Jacob Phillips hated reading. He avoided it with something approaching dedication. But when his school joined the KM Charity Team’s reading reward scheme, he channeled that dedication and buried his head in books instead – and it’s stayed there ever since.
The eight-year-old Langdon Primary School pupil had always struggled with words because he is dyslexic, and freely admits he would have done almost anything to get out of what for him was a difficult and tedious chore.
But since the school in East Langdon, near Dover, joined the Buster’s Book Club reading reward scheme last September, Jacob has metamorphosed into one of its most committed readers – a transformation which has astonished his teachers and probably the boy himself.
It’s made him believe in himself
And head teacher Lynn Paylor Sutton says the most important change hasn’t been in Jacob’s reading ability, but in how he feels about himself.
“He has been a success and it’s made him believe in himself,” explained Lynn, who is also Jacob’s class teacher.
“He’s a much more confident person as a result of this year. All the other children know he’s putting in this effort and are encouraging and praising him – and he has never had that before.
“Something about Buster’s has really caught his imagination and he has completely and utterly embraced the scheme. He’s very smiley and willing and we can see him blossoming.”
It was not ever thus. Before the school joined Buster’s Book Club – which turns reading into a competition between classes and even between schools – to say that Jacob hated reading would probably be an understatement.
“It was just the worst thing in the world to ask him to read, and he would do anything to get out of doing any writing,” Lynn recalled.
“Dyslexia can mean that he finds it difficult to read as well and as quickly as other children, and he often didn’t enjoy stories and books as much because it’s such an effort to make sense of them.

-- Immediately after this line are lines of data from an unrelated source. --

//! Maps domain errors onto JSON HTTP responses.

use actix_web::{HttpResponse, ResponseError, http::StatusCode};
use tracing::{error, warn};

use crate::domain::{Error, ErrorCode, TRACE_ID_HEADER};

/// Result alias for HTTP handlers.
pub type ApiResult<T> = Result<T, Error>;

fn status_for(code: ErrorCode) -> StatusCode {
    match code {
        ErrorCode::InvalidRequest => StatusCode::BAD_REQUEST,
        ErrorCode::Unauthorized => StatusCode::UNAUTHORIZED,
        ErrorCode::Forbidden => StatusCode::FORBIDDEN,
        ErrorCode::NotFound => StatusCode::NOT_FOUND,
        ErrorCode::Conflict => StatusCode::CONFLICT,
        ErrorCode::ServiceUnavailable => StatusCode::SERVICE_UNAVAILABLE,
        ErrorCode::InternalError => StatusCode::INTERNAL_SERVER_ERROR,
    }
}

fn redact_if_internal(error: &Error) -> Error {
    if !matches!(error.code(), ErrorCode::InternalError) {
        return error.clone();
    }
    let redacted = Error::internal("Internal server error");
    match error.trace_id() {
        Some(id) => redacted.with_trace_id(id.to_owned()),
        None => redacted,
    }
}

impl ResponseError for Error {
    fn status_code(&self) -> StatusCode {
        status_for(self.code())
    }

    fn error_response(&self) -> HttpResponse {
        let status = self.status_code();
        if status.is_server_error() {
            error!(code = ?self.code(), message = self.message(), trace_id = ?self.trace_id(), "request failed");
        } else {
            warn!(code = ?self.code(), message = self.message(), "request rejected");
        }

        let mut builder = HttpResponse::build(status);
        if let Some(id) = self.trace_id() {
            builder.insert_header((TRACE_ID_HEADER, id.to_owned()));
        }
        builder.json(redact_if_internal(self))
    }
}

impl From<actix_web::Error> for Error {
    fn from(err: actix_web::Error) -> Self {
        error!(error = %err, "actix error promoted to domain error");
        Error::internal("Internal server error")
    }
}
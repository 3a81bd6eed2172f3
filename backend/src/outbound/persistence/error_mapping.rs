//! Maps pool and Diesel failures onto [`StoreError`].

use tracing::debug;

use crate::domain::ports::StoreError;

use super::pool::PoolError;

/// Pool failures mean the store is unreachable.
pub(crate) fn map_pool_error(error: PoolError) -> StoreError {
    match error {
        PoolError::Checkout { message } | PoolError::Build { message } => {
            StoreError::connection(message)
        }
    }
}

/// Map Diesel errors without leaking SQL details into messages.
pub(crate) fn map_diesel_error(error: diesel::result::Error) -> StoreError {
    use diesel::result::{DatabaseErrorKind, Error as DieselError};

    match &error {
        DieselError::DatabaseError(kind, info) => {
            debug!(?kind, message = info.message(), "diesel operation failed");
        }
        _ => debug!(
            error_type = %std::any::type_name_of_val(&error),
            "diesel operation failed"
        ),
    }

    match error {
        DieselError::NotFound => StoreError::query("record not found"),
        DieselError::QueryBuilderError(_) => StoreError::query("database query error"),
        DieselError::DatabaseError(DatabaseErrorKind::ClosedConnection, _) => {
            StoreError::connection("database connection error")
        }
        DieselError::DatabaseError(DatabaseErrorKind::UniqueViolation, _) => {
            StoreError::query("duplicate record")
        }
        DieselError::DatabaseError(DatabaseErrorKind::ForeignKeyViolation, _) => {
            StoreError::query("referenced record missing")
        }
        _ => StoreError::query("database error"),
    }
}

/// Rows that fail domain validation are reported as query errors.
pub(crate) fn invalid_row(table: &'static str, reason: impl std::fmt::Display) -> StoreError {
    StoreError::query(format!("invalid {table} row: {reason}"))
}
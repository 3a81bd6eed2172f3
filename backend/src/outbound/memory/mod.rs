//! Process-local store implementing every repository port.
//!
//! Used when no database URL is configured and by the HTTP integration
//! tests. State is lost on restart. Each table sits behind its own
//! `tokio::sync::RwLock`; the seat claim checks and writes under a single
//! write guard, which is what makes it atomic here.

use std::cmp::Reverse;
use std::collections::HashMap;
use std::sync::Arc;

use async_trait::async_trait;
use tokio::sync::RwLock;

use crate::domain::ports::{
    BookingRepository, ClassFilter, ClassRepository, SeatClaim, StoreError, UserRepository,
};
use crate::domain::{
    Booking, BookingId, ClassEdit, ClassId, ClassListing, ClassStatus, Email, PaymentRecord,
    StatusChange, User, UserRole, UserUpsert,
};

/// Insertion sequence stands in for `created_at` ordering.
#[derive(Debug, Clone)]
struct Sequenced<T> {
    seq: u64,
    value: T,
}

#[derive(Debug)]
struct Table<K, V> {
    next_seq: u64,
    rows: HashMap<K, Sequenced<V>>,
}

impl<K, V> Default for Table<K, V> {
    fn default() -> Self {
        Self {
            next_seq: 0,
            rows: HashMap::new(),
        }
    }
}

impl<K: std::hash::Hash + Eq, V: Clone> Table<K, V> {
    fn insert(&mut self, key: K, value: V) {
        let seq = self.next_seq;
        self.next_seq += 1;
        self.rows.insert(key, Sequenced { seq, value });
    }

    /// Values newest first.
    fn newest_first<F>(&self, keep: F) -> Vec<V>
    where
        F: Fn(&V) -> bool,
    {
        let mut rows: Vec<&Sequenced<V>> =
            self.rows.values().filter(|row| keep(&row.value)).collect();
        rows.sort_by_key(|row| Reverse(row.seq));
        rows.into_iter().map(|row| row.value.clone()).collect()
    }
}

/// In-memory users, classes, and bookings. Cheap to clone; clones share state.
#[derive(Debug, Clone, Default)]
pub struct InMemoryStore {
    users: Arc<RwLock<HashMap<Email, User>>>,
    classes: Arc<RwLock<Table<ClassId, ClassListing>>>,
    bookings: Arc<RwLock<Table<BookingId, Booking>>>,
}

impl InMemoryStore {
    /// Empty store.
    pub fn new() -> Self {
        Self::default()
    }
}

#[async_trait]
impl UserRepository for InMemoryStore {
    async fn upsert(&self, profile: UserUpsert) -> Result<User, StoreError> {
        let mut users = self.users.write().await;
        let existing = users.get(&profile.email).cloned();
        let user = profile.apply(existing.as_ref());
        users.insert(user.email.clone(), user.clone());
        Ok(user)
    }

    async fn find_by_email(&self, email: &Email) -> Result<Option<User>, StoreError> {
        Ok(self.users.read().await.get(email).cloned())
    }

    async fn list(&self, role: Option<UserRole>) -> Result<Vec<User>, StoreError> {
        let users = self.users.read().await;
        let mut listed: Vec<User> = users
            .values()
            .filter(|user| role.is_none_or(|role| user.role == role))
            .cloned()
            .collect();
        listed.sort_by(|a, b| a.email.cmp(&b.email));
        Ok(listed)
    }

    async fn set_role(&self, email: &Email, role: UserRole) -> Result<Option<User>, StoreError> {
        let mut users = self.users.write().await;
        Ok(users.get_mut(email).map(|user| {
            user.role = role;
            user.clone()
        }))
    }
}

#[async_trait]
impl ClassRepository for InMemoryStore {
    async fn insert(&self, listing: &ClassListing) -> Result<(), StoreError> {
        let mut classes = self.classes.write().await;
        if classes.rows.contains_key(&listing.id) {
            return Err(StoreError::query("duplicate record"));
        }
        classes.insert(listing.id, listing.clone());
        Ok(())
    }

    async fn find(&self, id: &ClassId) -> Result<Option<ClassListing>, StoreError> {
        let classes = self.classes.read().await;
        Ok(classes.rows.get(id).map(|row| row.value.clone()))
    }

    async fn list(&self, filter: ClassFilter) -> Result<Vec<ClassListing>, StoreError> {
        let classes = self.classes.read().await;
        Ok(classes.newest_first(|listing| match &filter {
            ClassFilter::All => true,
            ClassFilter::Approved => listing.status == ClassStatus::Approved,
            ClassFilter::Instructor(email) => &listing.instructor_email == email,
        }))
    }

    async fn popular(&self, limit: u32) -> Result<Vec<ClassListing>, StoreError> {
        let classes = self.classes.read().await;
        let mut approved = classes.newest_first(|listing| listing.status == ClassStatus::Approved);
        // Stable sort keeps newest-first among equal enrollment counts.
        approved.sort_by_key(|listing| Reverse(listing.enrolled));
        approved.truncate(usize::try_from(limit).unwrap_or(usize::MAX));
        Ok(approved)
    }

    async fn update_details(
        &self,
        id: &ClassId,
        edit: &ClassEdit,
    ) -> Result<Option<ClassListing>, StoreError> {
        let mut classes = self.classes.write().await;
        Ok(classes.rows.get_mut(id).map(|row| {
            edit.apply_to(&mut row.value);
            row.value.clone()
        }))
    }

    async fn set_status(
        &self,
        id: &ClassId,
        change: &StatusChange,
    ) -> Result<Option<ClassListing>, StoreError> {
        let mut classes = self.classes.write().await;
        Ok(classes.rows.get_mut(id).map(|row| {
            row.value.status = change.status;
            row.value.feedback.clone_from(&change.feedback);
            row.value.clone()
        }))
    }

    async fn try_claim_seat(
        &self,
        id: &ClassId,
        full_threshold: u32,
    ) -> Result<SeatClaim, StoreError> {
        let mut classes = self.classes.write().await;
        let Some(row) = classes.rows.get_mut(id) else {
            return Ok(SeatClaim::NotFound);
        };
        let listing = &mut row.value;
        if listing.seat_capacity <= full_threshold {
            return Ok(SeatClaim::Full {
                seat_capacity: listing.seat_capacity,
                enrolled: listing.enrolled,
            });
        }
        let enrolled = listing
            .enrolled
            .checked_add(1)
            .ok_or_else(|| StoreError::query("enrolled count overflow"))?;
        listing.seat_capacity -= 1;
        listing.enrolled = enrolled;
        Ok(SeatClaim::Claimed {
            seat_capacity: listing.seat_capacity,
            enrolled: listing.enrolled,
        })
    }
}

#[async_trait]
impl BookingRepository for InMemoryStore {
    async fn insert(&self, booking: &Booking) -> Result<(), StoreError> {
        if !self.classes.read().await.rows.contains_key(&booking.class_id) {
            return Err(StoreError::query("referenced record missing"));
        }
        let mut bookings = self.bookings.write().await;
        if bookings.rows.contains_key(&booking.id) {
            return Err(StoreError::query("duplicate record"));
        }
        bookings.insert(booking.id, booking.clone());
        Ok(())
    }

    async fn find(&self, id: &BookingId) -> Result<Option<Booking>, StoreError> {
        let bookings = self.bookings.read().await;
        Ok(bookings.rows.get(id).map(|row| row.value.clone()))
    }

    async fn list_for_student(&self, email: &Email) -> Result<Vec<Booking>, StoreError> {
        let bookings = self.bookings.read().await;
        Ok(bookings.newest_first(|booking| &booking.student_email == email))
    }

    async fn delete(&self, id: &BookingId) -> Result<bool, StoreError> {
        Ok(self.bookings.write().await.rows.remove(id).is_some())
    }

    async fn record_payment(
        &self,
        id: &BookingId,
        payment: &PaymentRecord,
    ) -> Result<Option<Booking>, StoreError> {
        let mut bookings = self.bookings.write().await;
        Ok(bookings.rows.get_mut(id).map(|row| {
            row.value.mark_paid(payment.clone());
            row.value.clone()
        }))
    }
}

#[cfg(test)]
mod tests;
//! Port for booking persistence.

use async_trait::async_trait;

use crate::domain::{Booking, BookingId, Email, PaymentRecord};

use super::StoreError;

/// Storage of bookings.
#[cfg_attr(test, mockall::automock)]
#[async_trait]
pub trait BookingRepository: Send + Sync {
    /// Persist a new booking.
    async fn insert(&self, booking: &Booking) -> Result<(), StoreError>;

    /// Fetch a booking by identifier.
    async fn find(&self, id: &BookingId) -> Result<Option<Booking>, StoreError>;

    /// Bookings made by one student.
    async fn list_for_student(&self, email: &Email) -> Result<Vec<Booking>, StoreError>;

    /// Delete a booking. Returns whether a record was removed.
    async fn delete(&self, id: &BookingId) -> Result<bool, StoreError>;

    /// Attach a payment and mark the booking paid.
    async fn record_payment(
        &self,
        id: &BookingId,
        payment: &PaymentRecord,
    ) -> Result<Option<Booking>, StoreError>;
}
//! Marketplace users: students, instructors and admins keyed by email.

use std::fmt;

use serde::{Deserialize, Serialize};
use utoipa::ToSchema;

/// Validation errors for user input.
#[derive(Debug, Clone, PartialEq, Eq, thiserror::Error)]
pub enum UserValidationError {
    #[error("email must not be empty")]
    EmptyEmail,
    #[error("email must contain a single '@' with text on both sides")]
    InvalidEmail,
    #[error("name must not be empty")]
    EmptyName,
    #[error("unknown role `{0}`")]
    UnknownRole(String),
}

/// Case-normalised email address; the natural key for users.
///
/// # Examples
/// ```
/// use academy::domain::Email;
///
/// let email = Email::new("  Ada@Example.COM ").expect("valid email");
/// assert_eq!(email.as_ref(), "ada@example.com");
/// ```
#[derive(Debug, Clone, PartialEq, Eq, Hash, PartialOrd, Ord, Serialize, Deserialize)]
#[serde(try_from = "String", into = "String")]
pub struct Email(String);

impl Email {
    /// Validate, trim and lower-case an email address.
    pub fn new(raw: impl AsRef<str>) -> Result<Self, UserValidationError> {
        let trimmed = raw.as_ref().trim();
        if trimmed.is_empty() {
            return Err(UserValidationError::EmptyEmail);
        }
        let mut parts = trimmed.split('@');
        let local = parts.next().unwrap_or_default();
        let domain = parts.next().unwrap_or_default();
        if local.is_empty()
            || domain.is_empty()
            || parts.next().is_some()
            || trimmed.chars().any(char::is_whitespace)
        {
            return Err(UserValidationError::InvalidEmail);
        }
        Ok(Self(trimmed.to_lowercase()))
    }
}

impl AsRef<str> for Email {
    fn as_ref(&self) -> &str {
        self.0.as_str()
    }
}

impl fmt::Display for Email {
    fn fmt(&self, f: &mut fmt::Formatter<'_>) -> fmt::Result {
        f.write_str(&self.0)
    }
}

impl From<Email> for String {
    fn from(value: Email) -> Self {
        value.0
    }
}

impl TryFrom<String> for Email {
    type Error = UserValidationError;

    fn try_from(value: String) -> Result<Self, Self::Error> {
        Self::new(value)
    }
}

/// Role a user plays in the marketplace.
#[derive(Debug, Clone, Copy, PartialEq, Eq, Hash, Default, Serialize, Deserialize, ToSchema)]
#[serde(rename_all = "lowercase")]
pub enum UserRole {
    #[default]
    Student,
    Instructor,
    Admin,
}

impl UserRole {
    /// Storage and wire representation.
    pub fn as_str(self) -> &'static str {
        match self {
            Self::Student => "student",
            Self::Instructor => "instructor",
            Self::Admin => "admin",
        }
    }
}

impl fmt::Display for UserRole {
    fn fmt(&self, f: &mut fmt::Formatter<'_>) -> fmt::Result {
        f.write_str(self.as_str())
    }
}

impl std::str::FromStr for UserRole {
    type Err = UserValidationError;

    fn from_str(s: &str) -> Result<Self, Self::Err> {
        match s {
            "student" => Ok(Self::Student),
            "instructor" => Ok(Self::Instructor),
            "admin" => Ok(Self::Admin),
            other => Err(UserValidationError::UnknownRole(other.to_owned())),
        }
    }
}

/// Stored user profile.
#[derive(Debug, Clone, PartialEq, Eq, Serialize, Deserialize, ToSchema)]
#[serde(rename_all = "camelCase")]
pub struct User {
    #[schema(value_type = String, example = "ada@example.com")]
    pub email: Email,
    #[schema(example = "Ada Lovelace")]
    pub name: String,
    pub role: UserRole,
    #[serde(default, skip_serializing_if = "Option::is_none")]
    pub photo_url: Option<String>,
}

/// Profile values written by a sign-in upsert.
///
/// `role` only takes effect on the first insert, which stores
/// [`UserRole::Student`] when none is supplied. Existing records keep their
/// role; changes go through the admin role endpoint.
#[derive(Debug, Clone, PartialEq, Eq)]
pub struct UserUpsert {
    pub email: Email,
    pub name: String,
    pub photo_url: Option<String>,
    pub role: Option<UserRole>,
}

impl UserUpsert {
    /// Validate the profile fields.
    pub fn new(
        email: Email,
        name: impl Into<String>,
        photo_url: Option<String>,
        role: Option<UserRole>,
    ) -> Result<Self, UserValidationError> {
        let name = name.into();
        if name.trim().is_empty() {
            return Err(UserValidationError::EmptyName);
        }
        Ok(Self {
            email,
            name: name.trim().to_owned(),
            photo_url: photo_url.filter(|url| !url.trim().is_empty()),
            role,
        })
    }

    /// Merge onto an existing record, or create a fresh one.
    pub fn apply(self, existing: Option<&User>) -> User {
        let role = existing
            .map(|user| user.role)
            .unwrap_or_else(|| self.role.unwrap_or_default());
        User {
            email: self.email,
            name: self.name,
            role,
            photo_url: self.photo_url,
        }
    }
}
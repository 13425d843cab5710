//! Fiat–Shamir transcript over [merlin].
//!
//! Prover and verifier must append the same messages in the same order before
//! drawing a challenge, otherwise they derive different scalars.

use ark_bls12_381::Fr;
use ark_ff::PrimeField;
use merlin::Transcript;

use crate::{
    commitment::Commitment,
    consts::{CHALLENGE_BYTES, TRANSCRIPT_DOMAIN},
    errors::KzgError,
    helpers::fr_to_le_bytes,
};

/// Extension methods for absorbing KZG values into a transcript and squeezing
/// scalar challenges out of it.
pub trait TranscriptProtocol {
    fn append_message(&mut self, label: &'static [u8], message: &[u8]);

    fn challenge_bytes(&mut self, label: &'static [u8], dest: &mut [u8]);

    /// Appends the compressed encoding of `commitment`.
    fn append_commitment(
        &mut self,
        label: &'static [u8],
        commitment: &Commitment,
    ) -> Result<(), KzgError> {
        let bytes = commitment.to_bytes()?;
        self.append_message(label, &bytes);
        Ok(())
    }

    fn append_scalar(&mut self, label: &'static [u8], scalar: &Fr) {
        self.append_message(label, &fr_to_le_bytes(scalar));
    }

    /// Draws 64 bytes and reduces them into the scalar field, which keeps the
    /// bias of the result negligible.
    fn challenge_scalar(&mut self, label: &'static [u8]) -> Fr {
        let mut buf = [0u8; CHALLENGE_BYTES];
        self.challenge_bytes(label, &mut buf);
        Fr::from_le_bytes_mod_order(&buf)
    }
}

impl TranscriptProtocol for Transcript {
    fn append_message(&mut self, label: &'static [u8], message: &[u8]) {
        Transcript::append_message(self, label, message);
    }

    fn challenge_bytes(&mut self, label: &'static [u8], dest: &mut [u8]) {
        Transcript::challenge_bytes(self, label, dest);
    }
}

/// Starts a transcript bound to this commitment scheme's domain separator.
pub fn new_transcript() -> Transcript {
    Transcript::new(TRANSCRIPT_DOMAIN)
}

#[cfg(test)]
mod tests {
    use super::*;
    use crate::consts::CHALLENGE_GAMMA_LABEL;
    use ark_bls12_381::G1Affine;
    use ark_ec::AffineRepr;

    #[test]
    fn test_same_messages_same_challenge() {
        let commitment = Commitment(G1Affine::generator());
        let mut prover = new_transcript();
        let mut verifier = new_transcript();
        for transcript in [&mut prover, &mut verifier] {
            transcript
                .append_commitment(b"commitment", &commitment)
                .unwrap();
            transcript.append_scalar(b"point", &Fr::from(7u64));
        }
        assert_eq!(
            prover.challenge_scalar(CHALLENGE_GAMMA_LABEL),
            verifier.challenge_scalar(CHALLENGE_GAMMA_LABEL)
        );
    }

    #[test]
    fn test_order_changes_challenge() {
        let mut a = new_transcript();
        a.append_scalar(b"x", &Fr::from(1u64));
        a.append_scalar(b"y", &Fr::from(2u64));

        let mut b = new_transcript();
        b.append_scalar(b"y", &Fr::from(2u64));
        b.append_scalar(b"x", &Fr::from(1u64));

        assert_ne!(
            a.challenge_scalar(CHALLENGE_GAMMA_LABEL),
            b.challenge_scalar(CHALLENGE_GAMMA_LABEL)
        );
    }

    #[test]
    fn test_successive_challenges_differ() {
        let mut transcript = new_transcript();
        let first = transcript.challenge_scalar(CHALLENGE_GAMMA_LABEL);
        let second = transcript.challenge_scalar(CHALLENGE_GAMMA_LABEL);
        assert_ne!(first, second);
    }
}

“You can do all those things that are good educational practice to try to get a child to read – but the difference is now that he feels different. He realises that it’s hard, but that if you persevere, you get the enjoyment.”
Reading is now a hobby
When you speak to Jacob, and try in vain to name a Roald Dahl book he hasn’t read, it’s hard to believe that this bright, funny boy was once such a reading refusenik.
“I wasn’t very good at reading, and didn’t always do my reading at home. I’d go to my room and pretend to be asleep so I couldn’t do it,” he says solemnly.
“Now reading has become a hobby. Willy Wonka is my favourite Roald Dahl book and I’ve been reading The Dinner Ladies Clean Up, The Baker Street Boys and history books – and listening to Young Sherlock Holmes stories too.
“Once I stole my dad’s newspaper and fell asleep reading it. Dad came up and said: there’s my paper!
“I used to write one word and say I’m not doing any more. Then the school gave me a computer to write and I stayed in all playtime.”
Noticeable change across the curriculum
Now the boy who says he has enough books to fill a lorry is full of ambitions – from having his own library at home to writing his own books, something he has already begun.
Lynn added: “He now actively participates in reading activities in class and volunteers to read extracts to the class. He even participated in our annual reading challenge where he read a fiction extract and poem before a panel of judges and the whole school.
“We see the developments in his writing – and he’s an amazing artist. The change is noticeable across the whole curriculum.”
Competition is the central element of Buster’s Book Club. Each week, every child in the school is set a reading target: they must read at home for a set number of minutes, either alone, with a parent, or by listening to an audio book.
Competition drives the scheme
Classes compete against each other to see which can get the highest number of pupils hitting or exceeding their target. Each week, the school will give out a trophy to the best class – perhaps the class which has read the most, or perhaps the one which has made the biggest effort or shown the most improvement.
Each month, classes compete not just against each other, but against every class in every participating school in their district, to win the big prizes. These can range from visits from authors and children’s TV presenters who read to the children, to vouchers for leisure attractions like the Planet Ice skating rink and Leeds Castle.
The scheme’s mascot is a human-sized giant green bug called Buster, who can often be seen at prize-giving ceremonies for competition winners, and has even made special visits to particularly successful schools.
“Competition works well in our school and Buster’s Book Club has really fired the children up – we love it,” Lynn said.
“The reps go round every Wednesday in their green deely boppers [reminiscent of Buster’s antennae] to remind people to read, and every Monday there’s a prize and a certificate for the class with the most children reading.
“At the end of term, the class with the most certificates wins a big box of chocolates.
“They are desperate to win, so we have lots of children who read for a long time – and they start using the language they’ve come across in stories in their writing too.”
It’s had a radical effect
Indeed, such is their commitment to victory that pupils appear not to be above employing subterfuge where necessary.
“We are only a small school, so we play jokes on each other, like telling each other there’s no reading this week,” Lynn explained.
“Jacob has been so successful that the other children told him that the Queen and the Prime Minister had contacted the school and banned him from reading on Wednesdays.
“Buster’s Book Club has had a radical effect on some of our boys. It has captured the imagination of those children who were perhaps not going home and reading.
“The kids here are lovely – I have such fun with them. And what could be better than seeing the progress of someone like Jacob?”